You will get the same result for an empty players vector as you would with a players vector with 10000 players in it. The sizeof a class is fixed at compile time, and if you make a vector on the stack, thats the about of stack space that will be used.

As you push stuff onto it, or pop stuff off, the vector itself manipulates memory from the heap, and this memory is dependant on what you are storing, and how many you are storing.

When you do
vector<Player> players(i);

You are telling the constructor of the vector to initialize with a size of i, so it will allocate from the heap something like new Player; The capacity and size of the vector will probably both be set to i by the time its done.

The first method creates an empty vector. I think its implementation defined as to the initial capacity of the vector, but as you push things on, the vector has to grow when it runs out of room, usually by 1.5 or 2x the size each time it grows(again implementation specific). Depending on how many players your loop pushes onto the vector, the vector will end up with the size() of that many players, but the capacity() of the vector could be much more, resulting in wasted memory. Again not a big deal for a text rpg, but important to understand. This is why most people will recommend that if you know up front how many items you will be added to a vector to go ahead and reserve() the space in the vector for it, so that the vector doesn't have to do any costly resizing during runtime.
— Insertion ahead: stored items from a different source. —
use std::fmt;
use std::str::FromStr;

use chrono::{DateTime, TimeZone, Utc};
use serde_json::Value as JsonValue;

use crate::error::{FlightError, Result};

pub const DEFAULT_MINUTES_PAST: u32 = 30;
pub const DEFAULT_MINUTES_FUTURE: u32 = 180;
pub const DEFAULT_LIMIT: usize = 10;

#[derive(Debug, Clone, Copy, PartialEq, Eq)]
pub enum Direction {
    Departure,
    Arrival,
}

impl Direction {
    /// Value of the `flightDirection` facet on the airport API.
    pub fn as_api_str(self) -> &'static str {
        match self {
            Direction::Departure => "DEPARTURE",
            Direction::Arrival => "ARRIVAL",
        }
    }

    /// Column heading for the other end of the route.
    pub fn counterpart_label(self) -> &'static str {
        match self {
            Direction::Departure => "Destination",
            Direction::Arrival => "Origin",
        }
    }
}

impl FromStr for Direction {
    type Err = FlightError;

    fn from_str(s: &str) -> Result<Self> {
        match s.trim().to_ascii_lowercase().as_str() {
            "departure" | "departures" => Ok(Direction::Departure),
            "arrival" | "arrivals" => Ok(Direction::Arrival),
            other => Err(FlightError::invalid(format!(
                "unknown direction `{}` (expected arrival or departure)",
                other
            ))),
        }
    }
}

impl fmt::Display for Direction {
    fn fmt(&self, f: &mut fmt::Formatter<'_>) -> fmt::Result {
        write!(f, "{}S", self.as_api_str())
    }
}

#[derive(Debug, Clone, Copy, PartialEq, Eq)]
pub enum RouteType {
    Domestic,
    International,
}

impl RouteType {
    fn from_api_str(s: &str) -> Option<RouteType> {
        match s {
            "DOMESTIC" => Some(RouteType::Domestic),
            "INTERNATIONAL" => Some(RouteType::International),
            _ => None,
        }
    }
}

impl fmt::Display for RouteType {
    fn fmt(&self, f: &mut fmt::Formatter<'_>) -> fmt::Result {
        match self {
            RouteType::Domestic => f.write_str("Domestic"),
            RouteType::International => f.write_str("International"),
        }
    }
}

#[derive(Debug, Clone, Copy, PartialEq, Eq)]
pub struct FlightQuery {
    direction: Direction,
    minutes_past: u32,
    minutes_future: u32,
    limit: usize,
}

impl FlightQuery {
    pub fn new(
        direction: Direction,
        minutes_past: u32,
        minutes_future: u32,
        limit: usize,
    ) -> Result<FlightQuery> {
        if limit == 0 {
            return Err(FlightError::invalid("limit must be at least 1"));
        }

        Ok(FlightQuery {
            direction,
            minutes_past,
            minutes_future,
            limit,
        })
    }

    pub fn direction(&self) -> Direction {
        self.direction
    }

    pub fn minutes_past(&self) -> u32 {
        self.minutes_past
    }

    pub fn minutes_future(&self) -> u32 {
        self.minutes_future
    }

    /// Always at least 1.
    pub fn limit(&self) -> usize {
        self.limit
    }
}

#[derive(Debug, Clone, PartialEq)]
pub struct FlightRecord {
    pub flight_number: String,
    pub scheduled_time: DateTime<Utc>,
    pub estimated_time: Option<DateTime<Utc>>,
    pub status: String,
    pub origin_or_destination: String,
    pub airport_code: Option<String>,
    pub airline_code: Option<String>,
    pub airline_name: Option<String>,
    pub airline_logo_src: Option<String>,
    pub terminal: Option<String>,
    pub gate: Option<String>,
    pub route_type: Option<RouteType>,
    pub direction: Option<Direction>,
    pub last_updated_time: Option<DateTime<Utc>>,
}

impl FlightRecord {
    /// Maps one `hits` element onto a record. `path` prefixes field names in errors.
    pub fn from_json(value: &JsonValue, path: &str) -> Result<FlightRecord> {
        if !value.is_object() {
            return Err(FlightError::parse(path, "expected an object"));
        }

        let origin_or_destination = first_string(value, "airportNames", path)?
            .ok_or_else(|| FlightError::parse(field_path(path, "airportNames"), "missing field"))?;

        Ok(FlightRecord {
            flight_number: required_string(value, "flightNumber", path)?,
            scheduled_time: required_timestamp(value, "scheduledTimeStamp", path)?,
            estimated_time: optional_timestamp(value, "estimatedTimeStamp", path)?,
            status: required_string(value, "status", path)?,
            origin_or_destination,
            airport_code: first_string(value, "airportCodes", path)?,
            airline_code: optional_string(value, "airlineCode"),
            airline_name: optional_string(value, "airlineName"),
            airline_logo_src: value
                .get("airlineLogo")
                .and_then(|logo| optional_string(logo, "src")),
            terminal: optional_string(value, "terminal"),
            gate: optional_string(value, "gate"),
            route_type: optional_string(value, "routeType")
                .and_then(|s| RouteType::from_api_str(&s)),
            direction: optional_string(value, "flightDirection")
                .and_then(|s| s.parse::<Direction>().ok()),
            last_updated_time: optional_timestamp(value, "lastUpdatedTimeStamp", path)?,
        })
    }
}

fn field_path(path: &str, field_name: &str) -> String {
    if path.is_empty() {
        String::from(field_name)
    } else {
        format!("{}.{}", path, field_name)
    }
}

fn present<'a>(value: &'a JsonValue, field_name: &str) -> Option<&'a JsonValue> {
    value.get(field_name).filter(|field| !field.is_null())
}

fn required_string(value: &JsonValue, field_name: &str, path: &str) -> Result<String> {
    let field = present(value, field_name)
        .ok_or_else(|| FlightError::parse(field_path(path, field_name), "missing field"))?;

    field
        .as_str()
        .map(String::from)
        .ok_or_else(|| FlightError::parse(field_path(path, field_name), "expected a string"))
}

// Gates and terminals sometimes come through as bare numbers.
fn optional_string(value: &JsonValue, field_name: &str) -> Option<String> {
    match present(value, field_name)? {
        JsonValue::String(s) if !s.is_empty() => Some(s.clone()),
        JsonValue::Number(n) => Some(n.to_string()),
        _ => None,
    }
}

fn first_string(value: &JsonValue, field_name: &str, path: &str) -> Result<Option<String>> {
    let field = match present(value, field_name) {
        Some(field) => field,
        None => return Ok(None),
    };

    let items = field
        .as_array()
        .ok_or_else(|| FlightError::parse(field_path(path, field_name), "expected an array"))?;

    match items.first() {
        None => Ok(None),
        Some(first) => first.as_str().map(|s| Some(String::from(s))).ok_or_else(|| {
            FlightError::parse(format!("{}[0]", field_path(path, field_name)), "expected a string")
        }),
    }
}

fn parse_timestamp(field: &JsonValue, field_name: &str, path: &str) -> Result<DateTime<Utc>> {
    let millis = match field {
        JsonValue::Number(n) => n.as_i64().or_else(|| n.as_f64().map(|f| f as i64)),
        JsonValue::String(s) => s.trim().parse::<i64>().ok(),
        _ => None,
    }
    .ok_or_else(|| {
        FlightError::parse(field_path(path, field_name), "expected epoch milliseconds")
    })?;

    Utc.timestamp_millis_opt(millis).single().ok_or_else(|| {
        FlightError::parse(
            field_path(path, field_name),
            format!("timestamp {} out of range", millis),
        )
    })
}

fn required_timestamp(value: &JsonValue, field_name: &str, path: &str) -> Result<DateTime<Utc>> {
    let field = present(value, field_name)
        .ok_or_else(|| FlightError::parse(field_path(path, field_name), "missing field"))?;
    parse_timestamp(field, field_name, path)
}

fn optional_timestamp(
    value: &JsonValue,
    field_name: &str,
    path: &str,
) -> Result<Option<DateTime<Utc>>> {
    match present(value, field_name) {
        Some(field) => parse_timestamp(field, field_name, path).map(Some),
        None => Ok(None),
    }
}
Edit: an additional detail. Remember, the vector<Player> players(i); method of initialization sets the size of the vector to i, so when you go filling in the values you need to do so with players[] = ?, and not push_back(). With push_back you are adding to the end of the array. In this example the vector would be initialized with i player objects default constructor.

Since it appears you meant for it to be a vector<Player*> players(i); you might want to use the 2 parameter constructor to initialize the value of the elements to null, such as vector<Player*> players(i, NULL); to ensure that all the pointers are not some garbage values.

Although MSDN says that not including the 2nd parameter will default it to 0, at least for their vector<int> example, I'm not entirely sure if this is their implementation or part of the standard.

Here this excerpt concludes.